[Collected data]
+ + +

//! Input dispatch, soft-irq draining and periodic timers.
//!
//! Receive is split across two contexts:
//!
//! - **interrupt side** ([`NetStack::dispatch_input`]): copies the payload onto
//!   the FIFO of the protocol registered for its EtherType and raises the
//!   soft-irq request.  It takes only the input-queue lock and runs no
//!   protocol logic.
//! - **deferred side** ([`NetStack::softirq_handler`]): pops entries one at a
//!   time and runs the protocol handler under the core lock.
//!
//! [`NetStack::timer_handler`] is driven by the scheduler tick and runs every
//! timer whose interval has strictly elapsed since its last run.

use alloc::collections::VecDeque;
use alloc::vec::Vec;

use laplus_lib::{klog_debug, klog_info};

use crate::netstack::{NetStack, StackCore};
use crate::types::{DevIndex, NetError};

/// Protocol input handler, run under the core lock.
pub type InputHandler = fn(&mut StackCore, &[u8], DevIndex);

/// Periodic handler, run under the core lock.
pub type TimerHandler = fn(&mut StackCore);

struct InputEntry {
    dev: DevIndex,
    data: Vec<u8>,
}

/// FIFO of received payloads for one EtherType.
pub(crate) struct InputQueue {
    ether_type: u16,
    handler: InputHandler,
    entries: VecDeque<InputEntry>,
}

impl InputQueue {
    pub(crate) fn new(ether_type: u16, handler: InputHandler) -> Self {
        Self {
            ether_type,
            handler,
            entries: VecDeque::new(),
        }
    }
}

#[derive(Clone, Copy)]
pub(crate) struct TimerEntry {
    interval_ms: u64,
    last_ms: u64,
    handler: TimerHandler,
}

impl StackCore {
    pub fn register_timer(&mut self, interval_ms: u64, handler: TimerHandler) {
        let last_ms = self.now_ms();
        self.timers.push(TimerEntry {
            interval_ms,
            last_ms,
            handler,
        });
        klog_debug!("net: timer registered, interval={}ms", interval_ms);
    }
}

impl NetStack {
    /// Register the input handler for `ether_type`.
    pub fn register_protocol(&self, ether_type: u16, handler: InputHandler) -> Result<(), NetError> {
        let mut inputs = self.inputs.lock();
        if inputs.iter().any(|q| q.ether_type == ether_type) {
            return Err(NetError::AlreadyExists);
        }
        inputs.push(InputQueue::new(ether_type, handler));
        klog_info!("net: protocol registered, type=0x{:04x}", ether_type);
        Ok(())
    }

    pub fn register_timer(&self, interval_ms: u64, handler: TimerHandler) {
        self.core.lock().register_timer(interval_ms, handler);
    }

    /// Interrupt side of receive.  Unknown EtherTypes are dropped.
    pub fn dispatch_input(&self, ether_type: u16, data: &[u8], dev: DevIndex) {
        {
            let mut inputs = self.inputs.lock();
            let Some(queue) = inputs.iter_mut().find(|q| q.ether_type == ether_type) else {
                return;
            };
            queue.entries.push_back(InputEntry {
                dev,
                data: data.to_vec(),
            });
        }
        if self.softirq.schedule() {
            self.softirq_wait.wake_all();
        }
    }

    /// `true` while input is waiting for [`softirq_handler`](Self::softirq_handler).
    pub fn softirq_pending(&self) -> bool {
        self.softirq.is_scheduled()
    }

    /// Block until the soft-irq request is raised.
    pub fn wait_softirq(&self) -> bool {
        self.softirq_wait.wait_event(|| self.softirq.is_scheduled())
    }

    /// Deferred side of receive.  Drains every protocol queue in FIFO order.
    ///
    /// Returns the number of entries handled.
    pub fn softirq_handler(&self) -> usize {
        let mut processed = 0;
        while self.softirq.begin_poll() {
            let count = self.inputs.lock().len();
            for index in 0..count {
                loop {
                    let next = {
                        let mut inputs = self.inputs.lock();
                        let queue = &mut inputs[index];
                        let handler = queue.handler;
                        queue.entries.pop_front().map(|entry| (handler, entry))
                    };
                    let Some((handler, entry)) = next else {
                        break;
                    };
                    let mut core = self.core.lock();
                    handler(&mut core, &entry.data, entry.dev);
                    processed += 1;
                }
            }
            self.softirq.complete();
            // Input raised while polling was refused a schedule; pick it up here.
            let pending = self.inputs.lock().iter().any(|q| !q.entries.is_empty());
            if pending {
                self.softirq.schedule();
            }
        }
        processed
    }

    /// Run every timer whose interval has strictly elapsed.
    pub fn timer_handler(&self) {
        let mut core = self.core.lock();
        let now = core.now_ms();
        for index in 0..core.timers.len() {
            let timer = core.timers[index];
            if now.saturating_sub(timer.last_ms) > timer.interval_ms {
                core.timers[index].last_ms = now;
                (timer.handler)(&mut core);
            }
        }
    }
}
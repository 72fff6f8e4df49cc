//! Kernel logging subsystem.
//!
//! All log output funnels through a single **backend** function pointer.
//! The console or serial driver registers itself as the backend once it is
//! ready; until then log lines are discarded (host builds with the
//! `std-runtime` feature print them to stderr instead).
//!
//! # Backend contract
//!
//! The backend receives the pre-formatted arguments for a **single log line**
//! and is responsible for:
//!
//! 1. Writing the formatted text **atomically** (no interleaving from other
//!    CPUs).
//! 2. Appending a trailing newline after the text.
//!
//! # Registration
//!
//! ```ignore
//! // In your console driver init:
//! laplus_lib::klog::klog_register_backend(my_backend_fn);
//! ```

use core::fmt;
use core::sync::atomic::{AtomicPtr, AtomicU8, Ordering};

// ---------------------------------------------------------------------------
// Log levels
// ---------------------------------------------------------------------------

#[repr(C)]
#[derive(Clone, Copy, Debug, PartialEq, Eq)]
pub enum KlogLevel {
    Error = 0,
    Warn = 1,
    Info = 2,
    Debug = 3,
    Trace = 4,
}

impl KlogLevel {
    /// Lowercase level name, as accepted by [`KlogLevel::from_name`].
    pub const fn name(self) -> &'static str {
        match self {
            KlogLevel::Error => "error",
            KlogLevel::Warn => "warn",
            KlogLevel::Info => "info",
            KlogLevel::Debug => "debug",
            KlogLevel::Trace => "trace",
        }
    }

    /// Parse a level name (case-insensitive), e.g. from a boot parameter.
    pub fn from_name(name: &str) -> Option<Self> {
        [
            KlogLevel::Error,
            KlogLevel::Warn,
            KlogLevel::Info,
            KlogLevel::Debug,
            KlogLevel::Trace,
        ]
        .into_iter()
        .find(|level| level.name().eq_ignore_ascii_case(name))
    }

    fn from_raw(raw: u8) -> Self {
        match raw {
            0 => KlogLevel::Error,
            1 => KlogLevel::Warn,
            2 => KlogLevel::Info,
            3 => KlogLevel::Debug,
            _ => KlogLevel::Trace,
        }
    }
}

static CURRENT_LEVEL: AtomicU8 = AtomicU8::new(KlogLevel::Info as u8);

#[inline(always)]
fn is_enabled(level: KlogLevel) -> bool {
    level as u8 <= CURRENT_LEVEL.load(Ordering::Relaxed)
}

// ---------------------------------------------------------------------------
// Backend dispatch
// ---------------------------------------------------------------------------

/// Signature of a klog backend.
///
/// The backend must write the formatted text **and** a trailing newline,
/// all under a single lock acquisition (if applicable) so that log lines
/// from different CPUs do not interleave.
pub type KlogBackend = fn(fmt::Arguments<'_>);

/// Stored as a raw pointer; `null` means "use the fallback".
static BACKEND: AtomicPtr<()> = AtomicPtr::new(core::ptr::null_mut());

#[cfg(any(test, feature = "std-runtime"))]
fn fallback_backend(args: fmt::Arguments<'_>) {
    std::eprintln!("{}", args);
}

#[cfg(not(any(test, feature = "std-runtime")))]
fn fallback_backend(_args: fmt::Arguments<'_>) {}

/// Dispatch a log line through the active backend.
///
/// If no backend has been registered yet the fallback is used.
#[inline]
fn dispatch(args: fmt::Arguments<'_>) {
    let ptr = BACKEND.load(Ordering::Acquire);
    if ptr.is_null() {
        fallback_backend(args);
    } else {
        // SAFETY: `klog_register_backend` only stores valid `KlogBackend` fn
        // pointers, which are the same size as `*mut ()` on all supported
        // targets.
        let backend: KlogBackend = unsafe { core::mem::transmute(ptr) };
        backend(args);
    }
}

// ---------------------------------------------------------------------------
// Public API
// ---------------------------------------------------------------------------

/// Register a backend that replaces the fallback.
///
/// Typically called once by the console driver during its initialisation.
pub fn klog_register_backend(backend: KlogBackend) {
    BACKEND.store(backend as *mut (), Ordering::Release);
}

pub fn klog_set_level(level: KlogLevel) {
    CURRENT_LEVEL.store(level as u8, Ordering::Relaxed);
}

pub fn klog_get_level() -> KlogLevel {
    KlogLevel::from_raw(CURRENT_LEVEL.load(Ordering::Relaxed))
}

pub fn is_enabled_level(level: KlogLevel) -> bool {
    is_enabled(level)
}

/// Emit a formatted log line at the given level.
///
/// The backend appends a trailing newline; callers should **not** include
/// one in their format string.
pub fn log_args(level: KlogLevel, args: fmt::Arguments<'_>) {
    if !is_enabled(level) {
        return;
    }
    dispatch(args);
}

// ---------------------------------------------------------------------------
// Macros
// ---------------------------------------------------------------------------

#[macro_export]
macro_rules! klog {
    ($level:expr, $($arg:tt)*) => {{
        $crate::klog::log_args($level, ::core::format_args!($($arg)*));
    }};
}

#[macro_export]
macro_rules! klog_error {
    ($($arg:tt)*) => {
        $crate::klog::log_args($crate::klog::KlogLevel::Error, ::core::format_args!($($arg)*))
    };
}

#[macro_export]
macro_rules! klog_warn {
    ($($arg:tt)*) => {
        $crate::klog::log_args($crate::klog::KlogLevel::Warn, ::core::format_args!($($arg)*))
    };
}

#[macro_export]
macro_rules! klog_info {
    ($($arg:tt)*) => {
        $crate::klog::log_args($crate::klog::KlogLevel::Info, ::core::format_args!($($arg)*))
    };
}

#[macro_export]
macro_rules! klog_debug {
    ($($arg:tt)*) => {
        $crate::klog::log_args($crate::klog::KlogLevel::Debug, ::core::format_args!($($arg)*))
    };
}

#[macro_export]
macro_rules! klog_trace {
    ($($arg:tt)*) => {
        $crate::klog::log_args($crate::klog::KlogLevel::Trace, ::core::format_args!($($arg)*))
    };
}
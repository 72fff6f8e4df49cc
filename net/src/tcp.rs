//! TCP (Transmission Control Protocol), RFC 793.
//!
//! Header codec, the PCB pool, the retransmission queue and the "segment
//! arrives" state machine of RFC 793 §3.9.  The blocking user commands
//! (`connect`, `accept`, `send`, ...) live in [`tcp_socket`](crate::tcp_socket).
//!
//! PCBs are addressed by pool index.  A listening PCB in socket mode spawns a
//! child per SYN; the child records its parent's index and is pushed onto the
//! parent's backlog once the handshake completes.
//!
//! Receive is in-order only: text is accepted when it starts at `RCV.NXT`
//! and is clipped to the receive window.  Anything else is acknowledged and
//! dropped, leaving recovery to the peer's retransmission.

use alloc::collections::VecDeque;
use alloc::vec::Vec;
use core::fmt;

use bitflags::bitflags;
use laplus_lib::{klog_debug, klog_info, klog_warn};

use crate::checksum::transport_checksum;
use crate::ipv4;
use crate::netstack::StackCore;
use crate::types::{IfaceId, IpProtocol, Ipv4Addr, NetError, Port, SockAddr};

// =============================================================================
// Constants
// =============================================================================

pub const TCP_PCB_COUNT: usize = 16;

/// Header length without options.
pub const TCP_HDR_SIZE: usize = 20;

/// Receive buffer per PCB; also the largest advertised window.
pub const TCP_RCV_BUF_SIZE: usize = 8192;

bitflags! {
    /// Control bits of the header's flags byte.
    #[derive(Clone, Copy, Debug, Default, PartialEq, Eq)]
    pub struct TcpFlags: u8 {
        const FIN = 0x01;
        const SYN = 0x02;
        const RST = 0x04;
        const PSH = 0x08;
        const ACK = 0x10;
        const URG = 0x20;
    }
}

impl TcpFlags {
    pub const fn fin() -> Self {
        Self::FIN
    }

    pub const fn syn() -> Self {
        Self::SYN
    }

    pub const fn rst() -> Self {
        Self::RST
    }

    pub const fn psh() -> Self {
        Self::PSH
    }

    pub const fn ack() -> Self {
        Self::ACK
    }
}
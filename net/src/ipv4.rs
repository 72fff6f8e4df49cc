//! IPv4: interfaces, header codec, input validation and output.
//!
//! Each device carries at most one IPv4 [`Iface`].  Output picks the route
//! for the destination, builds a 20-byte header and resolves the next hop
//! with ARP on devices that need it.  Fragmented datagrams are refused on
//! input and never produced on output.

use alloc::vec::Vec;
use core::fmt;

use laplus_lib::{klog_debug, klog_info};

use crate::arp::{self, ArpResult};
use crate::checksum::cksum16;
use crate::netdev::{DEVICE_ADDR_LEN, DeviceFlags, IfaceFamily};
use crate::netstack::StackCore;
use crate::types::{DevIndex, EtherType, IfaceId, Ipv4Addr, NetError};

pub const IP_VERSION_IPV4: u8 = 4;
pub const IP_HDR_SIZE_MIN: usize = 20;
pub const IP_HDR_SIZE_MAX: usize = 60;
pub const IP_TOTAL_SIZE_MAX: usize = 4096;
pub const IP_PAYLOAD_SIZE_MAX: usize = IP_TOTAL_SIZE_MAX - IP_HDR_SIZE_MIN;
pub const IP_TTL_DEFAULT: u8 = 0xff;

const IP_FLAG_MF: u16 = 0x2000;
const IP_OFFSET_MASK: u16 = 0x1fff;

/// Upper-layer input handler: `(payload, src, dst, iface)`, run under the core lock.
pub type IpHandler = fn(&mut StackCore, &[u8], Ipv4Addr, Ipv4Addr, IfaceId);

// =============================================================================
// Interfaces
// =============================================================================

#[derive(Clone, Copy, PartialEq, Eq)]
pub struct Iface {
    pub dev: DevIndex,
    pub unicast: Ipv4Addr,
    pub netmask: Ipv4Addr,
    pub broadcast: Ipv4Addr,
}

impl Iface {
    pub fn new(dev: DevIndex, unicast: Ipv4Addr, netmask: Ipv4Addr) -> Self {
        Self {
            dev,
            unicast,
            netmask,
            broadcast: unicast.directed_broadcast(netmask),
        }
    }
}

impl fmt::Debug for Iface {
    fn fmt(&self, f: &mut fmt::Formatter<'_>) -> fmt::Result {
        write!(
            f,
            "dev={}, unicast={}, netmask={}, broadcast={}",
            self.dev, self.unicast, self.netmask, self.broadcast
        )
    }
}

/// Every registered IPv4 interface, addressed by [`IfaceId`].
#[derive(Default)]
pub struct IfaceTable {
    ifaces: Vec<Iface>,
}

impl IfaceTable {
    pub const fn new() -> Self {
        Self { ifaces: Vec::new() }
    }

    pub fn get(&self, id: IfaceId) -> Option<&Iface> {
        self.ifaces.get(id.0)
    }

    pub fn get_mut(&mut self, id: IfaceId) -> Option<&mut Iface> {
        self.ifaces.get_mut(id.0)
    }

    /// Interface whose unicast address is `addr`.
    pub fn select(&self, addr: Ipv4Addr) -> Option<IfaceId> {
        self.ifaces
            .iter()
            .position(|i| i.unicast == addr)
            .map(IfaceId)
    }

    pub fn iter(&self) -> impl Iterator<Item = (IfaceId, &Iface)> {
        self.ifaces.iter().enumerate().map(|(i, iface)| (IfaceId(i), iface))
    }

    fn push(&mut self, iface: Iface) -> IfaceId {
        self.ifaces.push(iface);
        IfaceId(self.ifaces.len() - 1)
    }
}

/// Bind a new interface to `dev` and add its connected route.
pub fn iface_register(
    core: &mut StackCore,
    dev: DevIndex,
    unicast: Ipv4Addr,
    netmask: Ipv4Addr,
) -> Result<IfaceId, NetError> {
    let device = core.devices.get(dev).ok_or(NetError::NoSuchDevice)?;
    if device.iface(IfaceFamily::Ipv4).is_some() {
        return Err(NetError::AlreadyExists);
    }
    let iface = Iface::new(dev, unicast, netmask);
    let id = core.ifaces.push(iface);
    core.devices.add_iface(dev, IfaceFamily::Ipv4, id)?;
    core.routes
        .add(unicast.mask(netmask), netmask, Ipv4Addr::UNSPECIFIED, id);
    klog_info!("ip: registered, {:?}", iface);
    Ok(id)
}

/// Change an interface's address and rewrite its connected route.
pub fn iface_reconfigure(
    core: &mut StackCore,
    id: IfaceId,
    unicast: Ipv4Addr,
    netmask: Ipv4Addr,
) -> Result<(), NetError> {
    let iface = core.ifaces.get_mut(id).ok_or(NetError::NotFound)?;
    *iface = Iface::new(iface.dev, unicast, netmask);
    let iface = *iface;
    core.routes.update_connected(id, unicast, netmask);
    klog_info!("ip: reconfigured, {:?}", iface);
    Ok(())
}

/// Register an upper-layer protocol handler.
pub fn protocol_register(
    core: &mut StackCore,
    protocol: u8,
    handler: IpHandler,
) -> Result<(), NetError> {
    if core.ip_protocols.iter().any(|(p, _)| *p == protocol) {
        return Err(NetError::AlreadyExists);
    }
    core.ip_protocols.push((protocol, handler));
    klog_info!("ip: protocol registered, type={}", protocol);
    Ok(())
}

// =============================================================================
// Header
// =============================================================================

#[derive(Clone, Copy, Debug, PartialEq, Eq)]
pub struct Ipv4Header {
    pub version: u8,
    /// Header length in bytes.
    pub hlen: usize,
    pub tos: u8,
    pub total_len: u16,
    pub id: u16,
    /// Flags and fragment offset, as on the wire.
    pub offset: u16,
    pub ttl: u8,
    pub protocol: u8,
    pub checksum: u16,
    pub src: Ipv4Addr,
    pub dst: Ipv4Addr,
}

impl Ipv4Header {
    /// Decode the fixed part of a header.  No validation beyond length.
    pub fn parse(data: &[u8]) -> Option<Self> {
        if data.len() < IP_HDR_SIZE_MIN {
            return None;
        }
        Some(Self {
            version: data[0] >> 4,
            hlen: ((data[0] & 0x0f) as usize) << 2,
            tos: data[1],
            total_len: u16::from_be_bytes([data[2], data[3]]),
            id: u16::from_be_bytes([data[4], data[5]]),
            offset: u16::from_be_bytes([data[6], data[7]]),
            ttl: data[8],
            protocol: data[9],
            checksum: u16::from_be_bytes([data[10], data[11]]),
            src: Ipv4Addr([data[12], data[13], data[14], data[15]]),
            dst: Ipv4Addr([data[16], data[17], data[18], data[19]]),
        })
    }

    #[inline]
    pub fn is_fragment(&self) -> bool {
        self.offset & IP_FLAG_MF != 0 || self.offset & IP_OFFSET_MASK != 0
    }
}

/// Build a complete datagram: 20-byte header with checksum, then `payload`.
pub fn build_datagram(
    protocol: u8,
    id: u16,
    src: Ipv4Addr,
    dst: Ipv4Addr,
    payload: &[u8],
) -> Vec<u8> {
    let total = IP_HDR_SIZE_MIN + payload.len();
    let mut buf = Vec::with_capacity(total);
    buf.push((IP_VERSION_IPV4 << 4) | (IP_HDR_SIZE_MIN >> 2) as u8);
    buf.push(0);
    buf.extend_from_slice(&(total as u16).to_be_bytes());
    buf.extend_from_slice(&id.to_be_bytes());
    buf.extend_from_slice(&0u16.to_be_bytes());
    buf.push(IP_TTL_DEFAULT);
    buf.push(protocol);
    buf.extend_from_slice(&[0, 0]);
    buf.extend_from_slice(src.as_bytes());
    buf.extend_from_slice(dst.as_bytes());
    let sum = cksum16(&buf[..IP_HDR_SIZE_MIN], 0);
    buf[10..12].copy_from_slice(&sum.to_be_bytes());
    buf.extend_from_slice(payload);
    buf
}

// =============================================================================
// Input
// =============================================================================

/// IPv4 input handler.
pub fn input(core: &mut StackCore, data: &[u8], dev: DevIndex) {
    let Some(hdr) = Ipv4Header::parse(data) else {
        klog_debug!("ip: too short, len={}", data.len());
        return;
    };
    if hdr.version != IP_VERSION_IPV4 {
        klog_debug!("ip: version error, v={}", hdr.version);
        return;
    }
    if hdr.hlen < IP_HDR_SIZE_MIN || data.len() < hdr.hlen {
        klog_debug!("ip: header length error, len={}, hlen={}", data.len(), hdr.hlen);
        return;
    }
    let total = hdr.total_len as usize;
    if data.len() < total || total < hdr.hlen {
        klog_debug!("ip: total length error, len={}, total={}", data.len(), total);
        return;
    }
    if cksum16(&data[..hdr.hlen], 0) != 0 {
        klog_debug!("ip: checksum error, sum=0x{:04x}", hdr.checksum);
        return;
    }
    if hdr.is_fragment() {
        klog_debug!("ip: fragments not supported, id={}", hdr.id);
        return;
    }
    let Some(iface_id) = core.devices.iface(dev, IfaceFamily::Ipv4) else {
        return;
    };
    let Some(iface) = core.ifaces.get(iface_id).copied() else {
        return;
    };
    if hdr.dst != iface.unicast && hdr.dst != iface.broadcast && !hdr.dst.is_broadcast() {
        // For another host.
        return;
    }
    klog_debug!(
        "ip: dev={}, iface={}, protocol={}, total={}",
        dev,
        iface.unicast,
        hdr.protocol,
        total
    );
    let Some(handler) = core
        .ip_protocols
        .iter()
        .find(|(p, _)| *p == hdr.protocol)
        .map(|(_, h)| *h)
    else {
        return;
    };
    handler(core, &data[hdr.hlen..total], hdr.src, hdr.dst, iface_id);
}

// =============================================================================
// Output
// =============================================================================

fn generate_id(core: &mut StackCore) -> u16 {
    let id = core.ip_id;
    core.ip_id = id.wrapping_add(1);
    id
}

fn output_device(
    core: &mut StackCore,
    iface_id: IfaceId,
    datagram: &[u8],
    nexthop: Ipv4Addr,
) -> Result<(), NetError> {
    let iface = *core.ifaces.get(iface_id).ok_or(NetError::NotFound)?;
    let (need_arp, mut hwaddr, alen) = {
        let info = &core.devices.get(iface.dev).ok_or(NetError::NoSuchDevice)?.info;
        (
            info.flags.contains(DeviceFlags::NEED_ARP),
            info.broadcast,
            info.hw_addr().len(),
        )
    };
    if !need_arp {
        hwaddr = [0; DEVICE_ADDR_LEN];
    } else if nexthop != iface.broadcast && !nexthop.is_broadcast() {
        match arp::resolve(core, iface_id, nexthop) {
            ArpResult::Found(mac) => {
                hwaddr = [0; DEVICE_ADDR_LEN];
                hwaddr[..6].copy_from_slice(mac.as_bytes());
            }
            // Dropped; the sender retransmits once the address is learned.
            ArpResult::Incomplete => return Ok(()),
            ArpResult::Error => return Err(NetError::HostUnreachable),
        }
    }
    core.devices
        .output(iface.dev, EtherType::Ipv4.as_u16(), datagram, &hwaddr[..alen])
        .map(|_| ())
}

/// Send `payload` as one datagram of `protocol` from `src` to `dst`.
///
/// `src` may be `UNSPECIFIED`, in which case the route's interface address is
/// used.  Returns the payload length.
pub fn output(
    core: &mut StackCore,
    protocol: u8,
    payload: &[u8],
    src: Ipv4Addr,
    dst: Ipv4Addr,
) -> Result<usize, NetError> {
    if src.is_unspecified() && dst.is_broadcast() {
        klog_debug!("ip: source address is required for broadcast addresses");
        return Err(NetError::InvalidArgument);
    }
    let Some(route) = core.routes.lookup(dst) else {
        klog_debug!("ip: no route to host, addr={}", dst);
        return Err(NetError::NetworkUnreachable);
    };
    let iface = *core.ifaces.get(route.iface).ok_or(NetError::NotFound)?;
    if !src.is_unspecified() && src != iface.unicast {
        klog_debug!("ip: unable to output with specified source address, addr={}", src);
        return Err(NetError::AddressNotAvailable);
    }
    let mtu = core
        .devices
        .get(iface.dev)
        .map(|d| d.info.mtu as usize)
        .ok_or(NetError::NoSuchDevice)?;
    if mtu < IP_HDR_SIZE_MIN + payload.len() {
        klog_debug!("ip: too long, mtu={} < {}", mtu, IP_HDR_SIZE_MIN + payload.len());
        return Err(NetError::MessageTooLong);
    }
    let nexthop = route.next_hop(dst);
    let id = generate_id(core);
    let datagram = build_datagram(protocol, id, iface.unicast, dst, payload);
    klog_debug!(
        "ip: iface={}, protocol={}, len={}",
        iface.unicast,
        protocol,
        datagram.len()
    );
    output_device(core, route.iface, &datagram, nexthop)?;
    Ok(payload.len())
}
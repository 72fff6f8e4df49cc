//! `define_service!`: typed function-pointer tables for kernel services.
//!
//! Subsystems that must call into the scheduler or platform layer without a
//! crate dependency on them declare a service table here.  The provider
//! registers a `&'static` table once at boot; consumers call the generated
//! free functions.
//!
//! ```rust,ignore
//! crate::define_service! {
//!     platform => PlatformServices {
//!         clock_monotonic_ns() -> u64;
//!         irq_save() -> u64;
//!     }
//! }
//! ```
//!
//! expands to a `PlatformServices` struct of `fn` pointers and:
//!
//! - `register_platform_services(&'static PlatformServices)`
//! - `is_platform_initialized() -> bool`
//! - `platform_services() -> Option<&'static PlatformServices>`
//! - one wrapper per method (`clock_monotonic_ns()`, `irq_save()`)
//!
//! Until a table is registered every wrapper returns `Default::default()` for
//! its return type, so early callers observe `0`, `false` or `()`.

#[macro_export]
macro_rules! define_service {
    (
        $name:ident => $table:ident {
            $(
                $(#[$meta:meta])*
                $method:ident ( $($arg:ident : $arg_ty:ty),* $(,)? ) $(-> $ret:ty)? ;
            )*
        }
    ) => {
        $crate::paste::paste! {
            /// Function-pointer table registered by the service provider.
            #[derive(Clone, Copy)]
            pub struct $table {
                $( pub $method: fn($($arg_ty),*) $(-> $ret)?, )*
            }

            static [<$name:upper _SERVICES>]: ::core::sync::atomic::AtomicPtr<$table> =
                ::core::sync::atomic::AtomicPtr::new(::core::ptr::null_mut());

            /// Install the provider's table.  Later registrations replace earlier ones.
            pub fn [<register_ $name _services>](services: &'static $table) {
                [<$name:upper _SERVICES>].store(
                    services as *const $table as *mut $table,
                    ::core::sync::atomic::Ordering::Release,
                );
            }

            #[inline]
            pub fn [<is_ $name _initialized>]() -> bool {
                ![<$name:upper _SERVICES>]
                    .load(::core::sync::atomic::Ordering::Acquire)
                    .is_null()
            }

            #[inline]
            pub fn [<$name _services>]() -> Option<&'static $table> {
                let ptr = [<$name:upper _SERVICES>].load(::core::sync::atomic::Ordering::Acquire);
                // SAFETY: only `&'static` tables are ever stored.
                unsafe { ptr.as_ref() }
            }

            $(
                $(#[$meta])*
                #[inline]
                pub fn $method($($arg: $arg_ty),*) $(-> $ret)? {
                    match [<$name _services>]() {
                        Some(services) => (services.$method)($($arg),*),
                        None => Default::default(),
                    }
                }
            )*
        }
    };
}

+ + +

#### Assigned task
Look through the data above for the string "trailing" and copy every line where it appears.

#### Exercise solution
//! 2. Appending a trailing newline after the text.
/// The backend must write the formatted text **and** a trailing newline,
/// The backend appends a trailing newline; callers should **not** include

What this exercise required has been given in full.